Q9: Can Triclofos be used long-term for insomnia?

A: It is generally recommended for short-term use due to the potential for tolerance and dependence.

Frequently Asked Questions

What is the recommended dosage for Triclofos?

Adults: 1-2 g orally at bedtime. Children: 20-50 mg/kg/dose orally.

How does Triclofos work?

It is metabolized to trichloroethanol, which enhances GABAergic neurotransmission, causing sedation and sleep.

What are the common side effects of Triclofos?

Drowsiness, dizziness, nausea, vomiting, headache, paradoxical excitement.

Is Triclofos safe to use during pregnancy?

Use only if clearly needed and after careful consideration of potential risks to the fetus.

Can Triclofos be used in patients with liver disease?

Contraindicated in patients with marked hepatic impairment.

Does Triclofos interact with other medications?

Yes, it interacts with CNS depressants, anticoagulants, and CYP450 modulators.

What are the signs of Triclofos overdose?
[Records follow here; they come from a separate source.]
//! Logging bootstrap for clantimer hosts.
//!
//! # Responsibility
//! - Initialize file-based rolling logs exactly once per process.
//! - Log panics with sanitized, length-capped payloads.
//!
//! # Invariants
//! - Init is idempotent for an identical level and directory.
//! - Re-initialization with a different level or directory is rejected.
//! - Initialization never panics.

use flexi_logger::{Cleanup, Criterion, FileSpec, Logger, LoggerHandle, Naming, WriteMode};
use log::{error, info};
use once_cell::sync::OnceCell;
use std::error::Error;
use std::fmt::{Display, Formatter};
use std::path::{Path, PathBuf};

const LOG_FILE_BASENAME: &str = "clantimer";
const MAX_LOG_FILE_SIZE_BYTES: u64 = 5 * 1024 * 1024;
const MAX_LOG_FILES: usize = 3;
const MAX_PANIC_PAYLOAD_CHARS: usize = 160;

static LOGGING_STATE: OnceCell<LoggingState> = OnceCell::new();
static PANIC_HOOK_INSTALLED: OnceCell<()> = OnceCell::new();

struct LoggingState {
    level: &'static str,
    log_dir: PathBuf,
    _logger: LoggerHandle,
}

/// Logging setup failure.
#[derive(Debug, Clone, PartialEq, Eq)]
pub enum LoggingError {
    UnsupportedLevel(String),
    RelativeLogDir(PathBuf),
    CreateDir { path: PathBuf, message: String },
    Backend(String),
    /// Logging already runs with a different level or directory.
    Conflict { active: String, requested: String },
}

impl Display for LoggingError {
    fn fmt(&self, f: &mut Formatter<'_>) -> std::fmt::Result {
        match self {
            Self::UnsupportedLevel(level) => write!(
                f,
                "unsupported log level `{level}`; expected trace|debug|info|warn|error"
            ),
            Self::RelativeLogDir(path) => {
                write!(f, "log_dir must be an absolute path, got `{}`", path.display())
            }
            Self::CreateDir { path, message } => write!(
                f,
                "failed to create log directory `{}`: {message}",
                path.display()
            ),
            Self::Backend(message) => write!(f, "failed to start logger: {message}"),
            Self::Conflict { active, requested } => write!(
                f,
                "logging already initialized with `{active}`; refusing to switch to `{requested}`"
            ),
        }
    }
}

impl Error for LoggingError {}

/// Initializes rolling file logs under `log_dir`.
///
/// # Errors
/// - `UnsupportedLevel` / `RelativeLogDir` for bad input.
/// - `CreateDir` / `Backend` when the file logger cannot start.
/// - `Conflict` when logging already runs with another configuration.
pub fn init_logging(level: &str, log_dir: &Path) -> Result<(), LoggingError> {
    let level = normalize_level(level)?;
    if !log_dir.is_absolute() {
        return Err(LoggingError::RelativeLogDir(log_dir.to_path_buf()));
    }

    let state = LOGGING_STATE.get_or_try_init(|| start_logger(level, log_dir))?;
    if state.level != level || state.log_dir != log_dir {
        return Err(LoggingError::Conflict {
            active: format!("{} at {}", state.level, state.log_dir.display()),
            requested: format!("{} at {}", level, log_dir.display()),
        });
    }
    Ok(())
}

/// Active `(level, log_dir)`, or `None` before initialization.
pub fn logging_status() -> Option<(&'static str, PathBuf)> {
    LOGGING_STATE
        .get()
        .map(|state| (state.level, state.log_dir.clone()))
}

/// `debug` for debug builds, `info` for release builds.
pub fn default_log_level() -> &'static str {
    if cfg!(debug_assertions) {
        "debug"
    } else {
        "info"
    }
}

/// Maps user input to a canonical level name.
pub fn normalize_level(level: &str) -> Result<&'static str, LoggingError> {
    match level.trim().to_ascii_lowercase().as_str() {
        "trace" => Ok("trace"),
        "debug" => Ok("debug"),
        "info" => Ok("info"),
        "warn" | "warning" => Ok("warn"),
        "error" => Ok("error"),
        other => Err(LoggingError::UnsupportedLevel(other.to_string())),
    }
}

fn start_logger(level: &'static str, log_dir: &Path) -> Result<LoggingState, LoggingError> {
    std::fs::create_dir_all(log_dir).map_err(|err| LoggingError::CreateDir {
        path: log_dir.to_path_buf(),
        message: err.to_string(),
    })?;

    let logger = Logger::try_with_str(level)
        .map_err(|err| LoggingError::Backend(err.to_string()))?
        .log_to_file(
            FileSpec::default()
                .directory(log_dir)
                .basename(LOG_FILE_BASENAME),
        )
        .rotate(
            Criterion::Size(MAX_LOG_FILE_SIZE_BYTES),
            Naming::Numbers,
            Cleanup::KeepLogFiles(MAX_LOG_FILES),
        )
        .write_mode(WriteMode::BufferAndFlush)
        .append()
        .format_for_files(flexi_logger::detailed_format)
        .start()
        .map_err(|err| LoggingError::Backend(err.to_string()))?;

    install_panic_hook_once();
    info!(
        "event=logging_init module=logging status=ok level={} log_dir={} version={}",
        level,
        log_dir.display(),
        env!("CARGO_PKG_VERSION")
    );

    Ok(LoggingState {
        level,
        log_dir: log_dir.to_path_buf(),
        _logger: logger,
    })
}

fn install_panic_hook_once() {
    if PANIC_HOOK_INSTALLED.set(()).is_err() {
        return;
    }

    let previous_hook = std::panic::take_hook();
    std::panic::set_hook(Box::new(move |panic_info| {
        // Payloads may contain account names; cap and flatten before logging.
        let location = panic_info
            .location()
            .map(|loc| format!("{}:{}", loc.file(), loc.line()))
            .unwrap_or_else(|| "unknown".to_string());
        let payload = panic_payload_summary(panic_info);
        error!("event=panic_captured module=logging status=error location={location} payload={payload}");
        previous_hook(panic_info);
    }));
}

fn panic_payload_summary(info: &std::panic::PanicHookInfo<'_>) -> String {
    let payload = if let Some(message) = info.payload().downcast_ref::<&str>() {
        (*message).to_string()
    } else if let Some(message) = info.payload().downcast_ref::<String>() {
        message.clone()
    } else {
        "non-string panic payload".to_string()
    };

    sanitize_message(&payload, MAX_PANIC_PAYLOAD_CHARS)
}

fn sanitize_message(value: &str, max_chars: usize) -> String {
    let normalized = value.replace(['\n', '\r'], " ");
    let mut truncated = normalized.chars().take(max_chars).collect::<String>();
    if normalized.chars().count() > max_chars {
        truncated.push_str("...");
    }
    truncated
}

#[cfg(test)]
mod tests {
    use super::{init_logging, logging_status, normalize_level, sanitize_message, LoggingError};
    use std::path::Path;

    #[test]
    fn normalize_level_accepts_known_values() {
        assert_eq!(normalize_level("INFO").unwrap(), "info");
        assert_eq!(normalize_level(" warning ").unwrap(), "warn");
        assert_eq!(
            normalize_level("loud").unwrap_err(),
            LoggingError::UnsupportedLevel("loud".to_string())
        );
    }

    #[test]
    fn relative_log_dir_is_rejected() {
        let err = init_logging("info", Path::new("logs/dev")).unwrap_err();
        assert!(matches!(err, LoggingError::RelativeLogDir(_)));
    }

    #[test]
    fn sanitize_message_removes_newlines_and_truncates() {
        let sanitized = sanitize_message("line1\nline2\rline3", 8);
        assert!(!sanitized.contains('\n'));
        assert!(!sanitized.contains('\r'));
        assert!(sanitized.ends_with("..."));
    }

    #[test]
    fn init_is_idempotent_and_rejects_conflicts() {
        let first = tempfile::tempdir().unwrap();
        let second = tempfile::tempdir().unwrap();

        init_logging("info", first.path()).unwrap();
        init_logging("info", first.path()).unwrap();

        let level_err = init_logging("debug", first.path()).unwrap_err();
        assert!(matches!(level_err, LoggingError::Conflict { .. }));
        let dir_err = init_logging("info", second.path()).unwrap_err();
        assert!(level_err.to_string().contains("refusing to switch"));
        assert!(matches!(dir_err, LoggingError::Conflict { .. }));

        let (level, dir) = logging_status().unwrap();
        assert_eq!(level, "info");
        assert_eq!(dir, first.path());
    }
}
//! Host configuration.
//!
//! Loaded from an optional JSON file; every field has a default so an empty
//! object (or no file at all) is a valid configuration.

use crate::logging::{default_log_level, normalize_level};
use serde::{Deserialize, Serialize};
use std::error::Error;
use std::fmt::{Display, Formatter};
use std::path::{Path, PathBuf};
use std::time::Duration;

pub const DEFAULT_ACCOUNT_REFRESH_SECS: u64 = 60;
pub const DEFAULT_TIMER_REFRESH_SECS: u64 = 5;
const DEFAULT_DATA_FILE: &str = "clantimer.sqlite3";

#[derive(Debug)]
pub enum ConfigError {
    Read {
        path: PathBuf,
        source: std::io::Error,
    },
    Parse(serde_json::Error),
    Invalid(String),
}

impl Display for ConfigError {
    fn fmt(&self, f: &mut Formatter<'_>) -> std::fmt::Result {
        match self {
            Self::Read { path, source } => {
                write!(f, "cannot read config `{}`: {source}", path.display())
            }
            Self::Parse(err) => write!(f, "invalid config json: {err}"),
            Self::Invalid(message) => write!(f, "invalid config: {message}"),
        }
    }
}

impl Error for ConfigError {
    fn source(&self) -> Option<&(dyn Error + 'static)> {
        match self {
            Self::Read { source, .. } => Some(source),
            Self::Parse(err) => Some(err),
            Self::Invalid(_) => None,
        }
    }
}

#[derive(Debug, Clone, PartialEq, Eq, Serialize, Deserialize)]
#[serde(default, deny_unknown_fields)]
pub struct AppConfig {
    /// SQLite file holding the snapshot.
    pub data_path: PathBuf,
    pub log_level: String,
    /// Directory for rolling log files; logging stays off when unset.
    pub log_dir: Option<PathBuf>,
    /// Reconciliation interval while showing the account list.
    pub account_refresh_secs: u64,
    /// Reconciliation interval while showing one account's timers.
    pub timer_refresh_secs: u64,
}

impl Default for AppConfig {
    fn default() -> Self {
        Self {
            data_path: PathBuf::from(DEFAULT_DATA_FILE),
            log_level: default_log_level().to_string(),
            log_dir: None,
            account_refresh_secs: DEFAULT_ACCOUNT_REFRESH_SECS,
            timer_refresh_secs: DEFAULT_TIMER_REFRESH_SECS,
        }
    }
}

impl AppConfig {
    /// Reads and validates a JSON config file.
    pub fn load(path: impl AsRef<Path>) -> Result<Self, ConfigError> {
        let path = path.as_ref();
        let text = std::fs::read_to_string(path).map_err(|source| ConfigError::Read {
            path: path.to_path_buf(),
            source,
        })?;
        Self::from_json_str(&text)
    }

    pub fn from_json_str(text: &str) -> Result<Self, ConfigError> {
        let config: Self = serde_json::from_str(text).map_err(ConfigError::Parse)?;
        config.validate()?;
        Ok(config)
    }

    pub fn validate(&self) -> Result<(), ConfigError> {
        normalize_level(&self.log_level).map_err(|err| ConfigError::Invalid(err.to_string()))?;
        if self.account_refresh_secs == 0 {
            return Err(ConfigError::Invalid(
                "account_refresh_secs must be greater than 0".to_string(),
            ));
        }
        if self.timer_refresh_secs == 0 {
            return Err(ConfigError::Invalid(
                "timer_refresh_secs must be greater than 0".to_string(),
            ));
        }
        if self.data_path.as_os_str().is_empty() {
            return Err(ConfigError::Invalid("data_path must not be empty".to_string()));
        }
        Ok(())
    }

    pub fn account_refresh_interval(&self) -> Duration {
        Duration::from_secs(self.account_refresh_secs)
    }

    pub fn timer_refresh_interval(&self) -> Duration {
        Duration::from_secs(self.timer_refresh_secs)
    }
}
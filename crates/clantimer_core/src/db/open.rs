//! Connection bootstrap utilities for SQLite.
//!
//! # Responsibility
//! - Open file or in-memory SQLite connections.
//! - Configure connection pragmas and trigger schema migrations before
//!   returning a usable connection.
//!
//! # Invariants
//! - Returned connections have migrations fully applied.
//! - File databases run in WAL mode so readers never block the tick writer.

use super::migrations::apply_migrations;
use super::{DbError, DbResult};
use log::{error, info};
use rusqlite::Connection;
use std::path::Path;
use std::time::{Duration, Instant};

/// Opens (or creates) a SQLite database file and applies pending migrations.
///
/// # Side effects
/// - Creates missing parent directories.
/// - Emits `db_open` logging events with duration and status.
pub fn open_db(path: impl AsRef<Path>) -> DbResult<Connection> {
    let path = path.as_ref();
    open_with("file", || {
        if let Some(parent) = path.parent().filter(|p| !p.as_os_str().is_empty()) {
            // Let Connection::open report the failure with the real path.
            let _ = std::fs::create_dir_all(parent);
        }
        let conn = Connection::open(path).map_err(|source| DbError::Open {
            path: path.to_path_buf(),
            source,
        })?;
        conn.pragma_update_and_check(None, "journal_mode", "WAL", |row| {
            row.get::<_, String>(0)
        })?;
        Ok(conn)
    })
}

/// Opens an in-memory SQLite database and applies all pending migrations.
pub fn open_db_in_memory() -> DbResult<Connection> {
    open_with("memory", || Ok(Connection::open_in_memory()?))
}

fn open_with(mode: &str, opener: impl FnOnce() -> DbResult<Connection>) -> DbResult<Connection> {
    let started_at = Instant::now();
    info!("event=db_open module=db status=start mode={mode}");

    let result = opener().and_then(|mut conn| {
        bootstrap_connection(&mut conn)?;
        Ok(conn)
    });

    match &result {
        Ok(_) => info!(
            "event=db_open module=db status=ok mode={mode} duration_ms={}",
            started_at.elapsed().as_millis()
        ),
        Err(err) => error!(
            "event=db_open module=db status=error mode={mode} duration_ms={} error={}",
            started_at.elapsed().as_millis(),
            err
        ),
    }
    result
}

fn bootstrap_connection(conn: &mut Connection) -> DbResult<()> {
    conn.busy_timeout(Duration::from_secs(5))?;
    apply_migrations(conn)?;
    Ok(())
}
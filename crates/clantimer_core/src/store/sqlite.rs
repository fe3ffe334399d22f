//! SQLite-backed snapshot store.
//!
//! # Responsibility
//! - Persist the snapshot as one JSON blob in the `kv_store` table.
//!
//! # Invariants
//! - Only the `accounts` key is read or written.
//! - Writes replace the blob atomically (single `INSERT ... ON CONFLICT`).

use crate::db::{open_db, open_db_in_memory};
use crate::model::snapshot::Snapshot;
use crate::store::{decode_blob, encode_blob, SnapshotStore, StoreResult, SNAPSHOT_KEY};
use log::{debug, error};
use rusqlite::{params, Connection, OptionalExtension};
use std::path::Path;

/// Snapshot store over an owned SQLite connection.
pub struct SqliteSnapshotStore {
    conn: Connection,
}

impl SqliteSnapshotStore {
    /// Wraps a connection that already went through `db::open_db*`.
    pub fn new(conn: Connection) -> Self {
        Self { conn }
    }

    /// Opens (or creates) a store file, applying migrations.
    pub fn open(path: impl AsRef<Path>) -> StoreResult<Self> {
        Ok(Self::new(open_db(path)?))
    }

    pub fn open_in_memory() -> StoreResult<Self> {
        Ok(Self::new(open_db_in_memory()?))
    }

    pub fn connection(&self) -> &Connection {
        &self.conn
    }

    fn read_blob(&self) -> StoreResult<Option<String>> {
        let blob = self
            .conn
            .query_row(
                "SELECT value FROM kv_store WHERE key = ?1;",
                [SNAPSHOT_KEY],
                |row| row.get::<_, String>(0),
            )
            .optional()?;
        Ok(blob)
    }
}

impl SnapshotStore for SqliteSnapshotStore {
    fn load(&self) -> StoreResult<Snapshot> {
        let result = self.read_blob().and_then(|blob| match blob {
            Some(blob) => decode_blob(&blob),
            None => Ok(Snapshot::default()),
        });

        match &result {
            Ok(snapshot) => debug!(
                "event=snapshot_load module=store status=ok backend=sqlite accounts={}",
                snapshot.accounts.len()
            ),
            Err(err) => error!(
                "event=snapshot_load module=store status=error backend=sqlite error={err}"
            ),
        }
        result
    }

    fn save(&self, snapshot: &Snapshot) -> StoreResult<()> {
        let result = encode_blob(snapshot).and_then(|blob| {
            self.conn.execute(
                "INSERT INTO kv_store (key, value, updated_at)
                 VALUES (?1, ?2, (strftime('%s', 'now') * 1000))
                 ON CONFLICT(key) DO UPDATE SET
                    value = excluded.value,
                    updated_at = excluded.updated_at;",
                params![SNAPSHOT_KEY, blob],
            )?;
            Ok(())
        });

        match &result {
            Ok(()) => debug!(
                "event=snapshot_save module=store status=ok backend=sqlite accounts={}",
                snapshot.accounts.len()
            ),
            Err(err) => error!(
                "event=snapshot_save module=store status=error backend=sqlite error={err}"
            ),
        }
        result
    }
}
Respiratory depression, excessive sedation, hypotension, coma.

Can Triclofos be used for procedural sedation in children?

Yes, it is commonly used for sedation in children undergoing diagnostic or therapeutic procedures at a dose of 20-100 mg/kg/dose, with appropriate monitoring.

Can Triclofos be used long-term for insomnia?

It is generally recommended for short-term use due to the potential for tolerance and dependence.